**Exercise material:**
# # #

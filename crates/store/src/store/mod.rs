//! The domain store.
//!
//! [`DomainStore`] owns every mutable collection of a session. Consumers read
//! snapshots through accessor methods and change state only through the
//! operation methods, which are split by concern:
//!
//! - `session` - login, signup, logout
//! - `reports` - waste report submission and lifecycle
//! - `training` - module completion and progress
//! - `cart` - cart lines
//! - `orders` - order creation and fulfillment
//! - `queries` - support tickets
//!
//! Every mutation takes `&mut self`, validates before it touches anything,
//! and writes the affected storage slot before returning.

mod cart;
mod orders;
mod queries;
mod reports;
mod session;
mod training;

use chrono::Utc;
use secrecy::SecretString;
use serde::de::DeserializeOwned;
use tracing::{debug, info, warn};

use ecosankalp_core::{
    FacilityId, FacilityType, ModuleId, OrderId, OrderStatus, Price, ProductId, QueryId, ReportId, UserId,
};

use crate::config::{RewardConfig, StoreConfig};
use crate::error::{Result, StoreError};
use crate::models::catalog::items_total;
use crate::models::{
    CartItem, Facility, Order, Product, TrainingModule, User, UserQuery, WasteReport,
};
use crate::seed::{self, LIVE_STATS, LiveStats};
use crate::stats::{self, DashboardStats, ReportStats};
use crate::storage::{self, KeyValueStore, MemoryStorage, Slot};

/// All mutable application state for one session.
pub struct DomainStore {
    storage: Box<dyn KeyValueStore>,
    persistence_degraded: bool,
    rewards: RewardConfig,
    admin_secret: SecretString,

    user: Option<User>,
    cart: Vec<CartItem>,
    queries: Vec<UserQuery>,
    orders: Vec<Order>,

    reports: Vec<WasteReport>,
    modules: Vec<TrainingModule>,
    products: Vec<Product>,
    facilities: Vec<Facility>,
}

impl std::fmt::Debug for DomainStore {
    fn fmt(&self, f: &mut std::fmt::Formatter<'_>) -> std::fmt::Result {
        f.debug_struct("DomainStore")
            .field("user", &self.user.as_ref().map(|u| &u.id))
            .field("cart_lines", &self.cart.len())
            .field("queries", &self.queries.len())
            .field("orders", &self.orders.len())
            .field("reports", &self.reports.len())
            .field("persistence_degraded", &self.persistence_degraded)
            .finish_non_exhaustive()
    }
}

impl DomainStore {
    /// Build a store, rehydrating persisted slots from `storage`.
    ///
    /// Each slot is read independently. A slot that is absent, unreadable,
    /// malformed or written by another schema version falls back to its
    /// default: no user, empty cart, baseline queries, no orders.
    pub fn load(storage: impl KeyValueStore + 'static, config: &StoreConfig) -> Self {
        let now = Utc::now();

        let user: Option<User> = load_slot(&storage, Slot::User);
        let cart: Vec<CartItem> = load_slot(&storage, Slot::Cart).unwrap_or_default();
        let queries: Vec<UserQuery> =
            load_slot(&storage, Slot::Queries).unwrap_or_else(|| seed::queries(now));
        let orders: Vec<Order> = load_slot(&storage, Slot::Orders).unwrap_or_default();

        info!(
            signed_in = user.is_some(),
            cart_lines = cart.len(),
            queries = queries.len(),
            orders = orders.len(),
            "Domain store loaded"
        );

        Self {
            storage: Box::new(storage),
            persistence_degraded: false,
            rewards: config.rewards,
            admin_secret: config.admin_secret.clone(),
            user,
            cart,
            queries,
            orders,
            reports: seed::reports(now),
            modules: seed::training_modules(),
            products: seed::products(),
            facilities: seed::facilities(),
        }
    }

    /// A store over fresh in-memory storage with default configuration.
    #[must_use]
    pub fn in_memory() -> Self {
        Self::load(MemoryStorage::new(), &StoreConfig::default())
    }

    /// Replace the training chain, e.g. with a shorter course.
    ///
    /// The chain is re-locked so that exactly the first incomplete module is
    /// the frontier.
    #[must_use]
    pub fn with_training_modules(mut self, mut modules: Vec<TrainingModule>) -> Self {
        let frontier = modules.iter().position(|m| !m.is_completed);
        for (i, module) in modules.iter_mut().enumerate() {
            module.is_locked = frontier.is_some_and(|f| i > f);
        }
        self.modules = modules;
        self
    }

    // =========================================================================
    // Session reads
    // =========================================================================

    /// The signed-in user, if any.
    #[must_use]
    pub const fn user(&self) -> Option<&User> {
        self.user.as_ref()
    }

    /// Whether a user is signed in.
    #[must_use]
    pub const fn is_authenticated(&self) -> bool {
        self.user.is_some()
    }

    /// True once a storage write has failed; the session then runs in
    /// memory only.
    #[must_use]
    pub const fn is_persistence_degraded(&self) -> bool {
        self.persistence_degraded
    }

    // =========================================================================
    // Collection reads (newest first where ordering matters)
    // =========================================================================

    /// All reports, newest first.
    pub fn reports(&self) -> impl Iterator<Item = &WasteReport> {
        self.reports.iter().rev()
    }

    /// Look up a report.
    #[must_use]
    pub fn report(&self, id: &ReportId) -> Option<&WasteReport> {
        self.reports.iter().find(|r| &r.id == id)
    }

    /// Reports filed by one user, newest first.
    pub fn reports_for_user<'a>(
        &'a self,
        user_id: &'a UserId,
    ) -> impl Iterator<Item = &'a WasteReport> {
        self.reports().filter(move |r| &r.user_id == user_id)
    }

    /// The training chain in order.
    #[must_use]
    pub fn training_modules(&self) -> &[TrainingModule] {
        &self.modules
    }

    /// Look up a training module.
    #[must_use]
    pub fn training_module(&self, id: &ModuleId) -> Option<&TrainingModule> {
        self.modules.iter().find(|m| &m.id == id)
    }

    /// Marketplace catalog.
    #[must_use]
    pub fn products(&self) -> &[Product] {
        &self.products
    }

    /// Look up a catalog product.
    #[must_use]
    pub fn product(&self, id: &ProductId) -> Option<&Product> {
        self.products.iter().find(|p| &p.id == id)
    }

    /// Cart lines in the order they were added.
    #[must_use]
    pub fn cart(&self) -> &[CartItem] {
        &self.cart
    }

    /// Sum of `price * quantity` over the cart.
    #[must_use]
    pub fn cart_total(&self) -> Price {
        items_total(&self.cart)
    }

    /// Number of units across all cart lines.
    #[must_use]
    pub fn cart_item_count(&self) -> u32 {
        self.cart.iter().map(|item| item.quantity).sum()
    }

    /// Support tickets, newest first.
    pub fn queries(&self) -> impl Iterator<Item = &UserQuery> {
        self.queries.iter().rev()
    }

    /// Look up a support ticket.
    #[must_use]
    pub fn query(&self, id: &QueryId) -> Option<&UserQuery> {
        self.queries.iter().find(|q| &q.id == id)
    }

    /// Orders, newest first.
    pub fn orders(&self) -> impl Iterator<Item = &Order> {
        self.orders.iter().rev()
    }

    /// Look up an order.
    #[must_use]
    pub fn order(&self, id: &OrderId) -> Option<&Order> {
        self.orders.iter().find(|o| &o.id == id)
    }

    /// Look up an order by its tracking number.
    #[must_use]
    pub fn order_by_tracking_number(&self, tracking_number: &str) -> Option<&Order> {
        let wanted = tracking_number.trim();
        self.orders
            .iter()
            .find(|o| o.tracking_number.eq_ignore_ascii_case(wanted))
    }

    /// Orders placed by one user, newest first.
    pub fn orders_for_user<'a>(&'a self, user_id: &'a UserId) -> impl Iterator<Item = &'a Order> {
        self.orders().filter(move |o| &o.user_id == user_id)
    }

    /// Processing facilities.
    #[must_use]
    pub fn facilities(&self) -> &[Facility] {
        &self.facilities
    }

    /// Look up a facility.
    #[must_use]
    pub fn facility(&self, id: &FacilityId) -> Option<&Facility> {
        self.facilities.iter().find(|f| &f.id == id)
    }

    /// Facilities of one kind.
    pub fn facilities_of_type(&self, kind: FacilityType) -> impl Iterator<Item = &Facility> {
        self.facilities
            .iter()
            .filter(move |f| f.facility_type == kind)
    }

    /// Landing-page counters.
    #[must_use]
    pub const fn live_stats(&self) -> LiveStats {
        LIVE_STATS
    }

    // =========================================================================
    // Derived values
    // =========================================================================

    /// Percentage of completed training modules, rounded.
    #[must_use]
    pub fn training_progress(&self) -> u8 {
        stats::training_progress(&self.modules)
    }

    /// Whether the certificate is unlocked (every module completed).
    #[must_use]
    pub fn is_certified(&self) -> bool {
        self.training_progress() == 100
    }

    /// Status counts over every report.
    #[must_use]
    pub fn report_stats(&self) -> ReportStats {
        stats::report_stats(&self.reports)
    }

    /// Status counts over one user's reports.
    #[must_use]
    pub fn report_stats_for_user(&self, user_id: &UserId) -> ReportStats {
        stats::report_stats(self.reports.iter().filter(|r| &r.user_id == user_id))
    }

    /// Orders per status.
    #[must_use]
    pub fn order_status_counts(&self) -> Vec<(OrderStatus, usize)> {
        stats::order_status_counts(&self.orders)
    }

    /// Number of tickets still open.
    #[must_use]
    pub fn open_query_count(&self) -> usize {
        stats::open_query_count(&self.queries)
    }

    /// Dashboard figures for the signed-in user.
    #[must_use]
    pub fn dashboard(&self) -> Option<DashboardStats> {
        self.user
            .as_ref()
            .map(|user| stats::dashboard(user, &self.reports, &self.modules))
    }

    // =========================================================================
    // Internal helpers
    // =========================================================================

    fn require_user(&mut self) -> Result<&mut User> {
        self.user.as_mut().ok_or(StoreError::AuthRequired)
    }

    /// Write one slot from its in-memory collection.
    ///
    /// Once a write has failed the store stops touching storage for the rest
    /// of the session.
    fn persist(&mut self, slot: Slot) {
        if self.persistence_degraded {
            return;
        }
        let encoded = match slot {
            Slot::User => self.user.as_ref().map(storage::encode),
            Slot::Cart => Some(storage::encode(&self.cart)),
            Slot::Queries => Some(storage::encode(&self.queries)),
            Slot::Orders => Some(storage::encode(&self.orders)),
        };
        let result = match encoded {
            Some(Ok(raw)) => self.storage.set(slot.key(), &raw),
            Some(Err(e)) => Err(e),
            None => self.storage.remove(slot.key()),
        };
        if let Err(e) = result {
            self.degrade(slot, &e);
        }
    }

    fn degrade(&mut self, slot: Slot, error: &storage::StorageError) {
        warn!(
            slot = slot.key(),
            error = %error,
            "Storage write failed, continuing in memory only"
        );
        self.persistence_degraded = true;
    }
}

/// Read and decode one slot, logging and discarding anything unusable.
fn load_slot<T: DeserializeOwned>(storage: &impl KeyValueStore, slot: Slot) -> Option<T> {
    let raw = match storage.get(slot.key()) {
        Ok(Some(raw)) => raw,
        Ok(None) => {
            debug!(slot = slot.key(), "Storage slot empty");
            return None;
        }
        Err(e) => {
            warn!(slot = slot.key(), error = %e, "Storage slot unreadable, using default");
            return None;
        }
    };
    match storage::decode(&raw) {
        Ok(value) => Some(value),
        Err(e) => {
            warn!(slot = slot.key(), error = %e, "Storage slot corrupt, using default");
            None
        }
    }
}

/// Reject empty or whitespace-only required fields.
fn require_non_empty(field: &str, value: &str) -> Result<()> {
    if value.trim().is_empty() {
        return Err(StoreError::Validation(format!("{field} is required")));
    }
    Ok(())
}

# # #

**Task prompt:** For this exercise, find all lines in the records containing the word "DashboardStats" and copy them.

**Exercise output:**
use crate::stats::{self, DashboardStats, ReportStats};
    pub fn dashboard(&self) -> Option<DashboardStats> {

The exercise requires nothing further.